Along with metadata, you must pass the col_maps argument, which contains a named list of color maps corresponding to the columns in the metadata.
Here we have gender and biopsy site information for each sample, and we define color maps for the variables accordingly:
meta <- data.frame("Tumor_Sample_Barcode" = sample_ids)
meta$biopsy <- sample(c("Primary", "Metastasis"), size = nrow(meta), replace = TRUE)
meta$sex <- sample(c("Male", "Female"), size = nrow(meta), replace = TRUE)
# Define color mapping
sex_colors <- c(
"Male" = "lightblue",
"Female" = "pink"
)
biopsy_type_colors <- c(
"Primary" = "lightgreen",
"Metastasis" = "maroon"
)
color_maps <- list(
"sex" = sex_colors,
"biopsy" = biopsy_type_colors
)
Note that patients without metadata will be colored grey.

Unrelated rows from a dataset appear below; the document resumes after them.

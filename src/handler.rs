//! Request handling for content generation.
//!
//! Turns a raw request body into a [`GenerationResult`]: parse, validate,
//! resolve the length range, compose the prompt, call the provider, and
//! measure the generated text.

use crate::ai::TextGenerationService;
use crate::models::{GenerationRequest, GenerationResult};
use crate::{prompts, Error, Result};
use serde_json::{Map, Value};
use std::sync::Arc;
use tracing::{error, info, warn};

/// Required request keys, checked in this order.
pub const REQUIRED_FIELDS: [&str; 4] = ["topic", "tone", "contentType", "length"];

pub const NO_DATA_MESSAGE: &str = "No data provided";
pub const EMPTY_GENERATION_MESSAGE: &str = "AI failed to generate content";

/// Stateless handler over a shared, read-only provider handle.
#[derive(Clone)]
pub struct RequestHandler {
    provider: Arc<dyn TextGenerationService>,
}

impl RequestHandler {
    pub fn new(provider: Arc<dyn TextGenerationService>) -> Self {
        Self { provider }
    }

    pub fn model(&self) -> &str {
        self.provider.model()
    }

    /// Handle one raw request body end to end.
    pub async fn handle(&self, body: &[u8]) -> Result<GenerationResult> {
        let request = parse_request(body).inspect_err(|e| {
            warn!("Rejected generation request: {}", e);
        })?;

        let prompt = prompts::compose(&request);
        info!(
            "Generating content (model: {}, length: {})",
            self.provider.model(),
            request.length
        );

        let text = match self.provider.generate_text(&prompt).await {
            Ok(Some(text)) if !text.is_empty() => text,
            Ok(_) => {
                error!("Provider returned no content");
                return Err(Error::Generation(EMPTY_GENERATION_MESSAGE.to_string()));
            }
            Err(e) => {
                error!("Content generation failed: {}", e);
                return Err(Error::Generation(e.to_string()));
            }
        };

        let result = GenerationResult::success(text);
        info!(
            "Generated {} words ({} chars)",
            result.word_count.unwrap_or_default(),
            result.char_count.unwrap_or_default()
        );
        Ok(result)
    }
}

/// Parse and validate a raw body into a [`GenerationRequest`].
///
/// A missing, unparseable, non-object, or empty-object body is "No data
/// provided". Otherwise the first absent key from [`REQUIRED_FIELDS`] is
/// reported. Presence is the only check; `null` counts as present.
pub fn parse_request(body: &[u8]) -> Result<GenerationRequest> {
    let fields = match serde_json::from_slice::<Value>(body) {
        Ok(Value::Object(fields)) if !fields.is_empty() => fields,
        _ => return Err(Error::Validation(NO_DATA_MESSAGE.to_string())),
    };

    validate_fields(fields)
}

fn validate_fields(mut fields: Map<String, Value>) -> Result<GenerationRequest> {
    if let Some(missing) = REQUIRED_FIELDS
        .iter()
        .find(|field| !fields.contains_key(**field))
    {
        return Err(Error::Validation(format!(
            "Missing required field {}",
            missing
        )));
    }

    let mut take = |key: &str| fields.remove(key).unwrap_or(Value::Null);

    Ok(GenerationRequest {
        topic: value_text(take("topic")),
        tone: value_text(take("tone")),
        content_type: value_text(take("contentType")),
        length: take("length"),
    })
}

/// Strings as their contents, everything else as compact JSON.
fn value_text(value: Value) -> String {
    match value {
        Value::String(s) => s,
        other => other.to_string(),
    }
}
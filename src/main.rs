use anyhow::Result;
use clap::Parser;
use content_generator::ai::GeminiTextClient;
use content_generator::handler::RequestHandler;
use content_generator::models::Config;
use content_generator::server;
use std::sync::Arc;
use tracing::{error, info};
use tracing_subscriber::{layer::SubscriberExt, util::SubscriberInitExt};

#[derive(Debug, Parser)]
#[command(name = "content-generator")]
#[command(about = "Serve AI content generation over HTTP")]
struct CliArgs {
    /// Interface to bind; overrides HOST.
    #[arg(long)]
    host: Option<String>,

    /// Port to listen on; overrides PORT.
    #[arg(long, value_parser = parse_port_arg)]
    port: Option<u16>,
}

fn parse_port_arg(input: &str) -> std::result::Result<u16, String> {
    input
        .parse::<u16>()
        .map_err(|_| format!("Invalid port '{}'. Expected a number from 0 to 65535", input))
}

#[tokio::main]
async fn main() -> Result<()> {
    tracing_subscriber::registry()
        .with(
            tracing_subscriber::EnvFilter::try_from_default_env()
                .unwrap_or_else(|_| "content_generator=info,tower_http=info".into()),
        )
        .with(tracing_subscriber::fmt::layer())
        .init();

    info!("Starting content-generator");

    let args = CliArgs::parse();

    let mut config = match Config::from_env() {
        Ok(config) => config,
        Err(e) => {
            error!("Failed to load configuration: {}", e);
            std::process::exit(1);
        }
    };
    if let Some(host) = args.host {
        config.host = host;
    }
    if let Some(port) = args.port {
        config.port = port;
    }

    let provider = GeminiTextClient::new(
        config.google_api_key.clone(),
        config.model.clone(),
        config.timeout,
    );
    let handler = RequestHandler::new(Arc::new(provider));
    info!("Text provider: Gemini (model: {})", handler.model());

    server::serve(server::build(handler), &config.bind_addr()).await?;
    Ok(())
}
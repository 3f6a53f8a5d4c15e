//! Gemini `generateContent` payload types.

use serde::{Deserialize, Serialize};

/// Gemini content container used in both requests and responses.
#[derive(Debug, Clone, Serialize, Deserialize)]
pub struct Content {
    #[serde(skip_serializing_if = "Option::is_none")]
    pub role: Option<String>,
    #[serde(default)]
    pub parts: Vec<Part>,
}

/// Content part. Only text parts are produced or consumed here; other part
/// kinds deserialize with `text: None`.
#[derive(Debug, Clone, Serialize, Deserialize)]
pub struct Part {
    #[serde(default, skip_serializing_if = "Option::is_none")]
    pub text: Option<String>,
}

/// Top-level `generateContent` request body.
#[derive(Debug, Serialize)]
pub struct GenerateContentRequest {
    pub contents: Vec<Content>,
}

/// Top-level `generateContent` response envelope.
///
/// `candidates` is omitted by the API when the prompt is blocked.
#[derive(Debug, Deserialize)]
pub struct GenerateContentResponse {
    #[serde(default)]
    pub candidates: Vec<Candidate>,
}

/// Candidate completion item returned by Gemini.
#[derive(Debug, Deserialize)]
#[serde(rename_all = "camelCase")]
pub struct Candidate {
    pub content: Option<Content>,
    pub finish_reason: Option<String>,
}
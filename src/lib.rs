//! Content generator - a small HTTP service that writes text on request
//!
//! Accepts a topic, tone, content type, and length category, asks Gemini to
//! write the piece, and returns the text with its word and character counts.

pub mod ai;
pub mod error;
pub mod handler;
pub mod models;
pub mod prompts;
pub mod server;

pub use error::{Error, Result};
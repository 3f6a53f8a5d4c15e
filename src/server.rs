//! HTTP surface: routing, CORS, and request tracing.

use crate::handler::{RequestHandler, NO_DATA_MESSAGE};
use crate::models::GenerationResult;
use crate::{Error, Result};
use axum::body::Bytes;
use axum::extract::rejection::BytesRejection;
use axum::extract::{DefaultBodyLimit, State};
use axum::routing::post;
use axum::{Json, Router};
use tokio::net::TcpListener;
use tower_http::cors::CorsLayer;
use tower_http::trace::TraceLayer;
use tracing::info;

pub const GENERATE_PATH: &str = "/api/generate";

/// Build the router with the generate endpoint.
///
/// The body is taken as raw bytes with no size cap, so missing, malformed,
/// or oversized bodies all produce the structured payload instead of the
/// extractor's own plain-text rejection.
pub fn build(handler: RequestHandler) -> Router {
    Router::new()
        .route(GENERATE_PATH, post(generate))
        .layer(DefaultBodyLimit::disable())
        .layer(CorsLayer::permissive())
        .layer(TraceLayer::new_for_http())
        .with_state(handler)
}

async fn generate(
    State(handler): State<RequestHandler>,
    body: std::result::Result<Bytes, BytesRejection>,
) -> Result<Json<GenerationResult>> {
    let body = body.map_err(|rejection| {
        tracing::warn!("Failed to read request body: {}", rejection);
        Error::Validation(NO_DATA_MESSAGE.to_string())
    })?;
    handler.handle(&body).await.map(Json)
}

/// Serve `router` on `addr` until the process is stopped.
pub async fn serve(router: Router, addr: &str) -> Result<()> {
    let listener = TcpListener::bind(addr).await?;
    info!("HTTP listening on http://{}", listener.local_addr()?);
    info!("Generate endpoint at POST {}", GENERATE_PATH);

    axum::serve(listener, router).await?;
    Ok(())
}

comut(data = input_maf, metadata = meta, col_maps = color_maps)
Adding Barplots
Barplot data is formatted in a similar manner to metadata. A column
for Tumor_Sample_Barcode
is required, and then columns for
the barplot values. If a stacked barplot is desired (for mutation
signatures for example) then there should be multiple columns
corresponding to the proportion of each value.
Barplots are defined within a named list of named lists. The top level name of each sublist is used as the y-axis label for the barplot. Each sublist should contain “data” containing the barplot data, “colors” containing a color map for the barplot, and “legend” a boolean for whether a legend should be created.
Note: The order of the barplot data list is the reverse of the order in which they are displayed in the plot!
signatures <- data.frame("Tumor_Sample_Barcode" = sample_ids)
signatures$Aging <- runif(nrow(meta), min = 0, max = 1)
signatures$Other <- 1 - signatures$Aging
total_snp_data <- data.frame("Tumor_Sample_Barcode" = sample_ids)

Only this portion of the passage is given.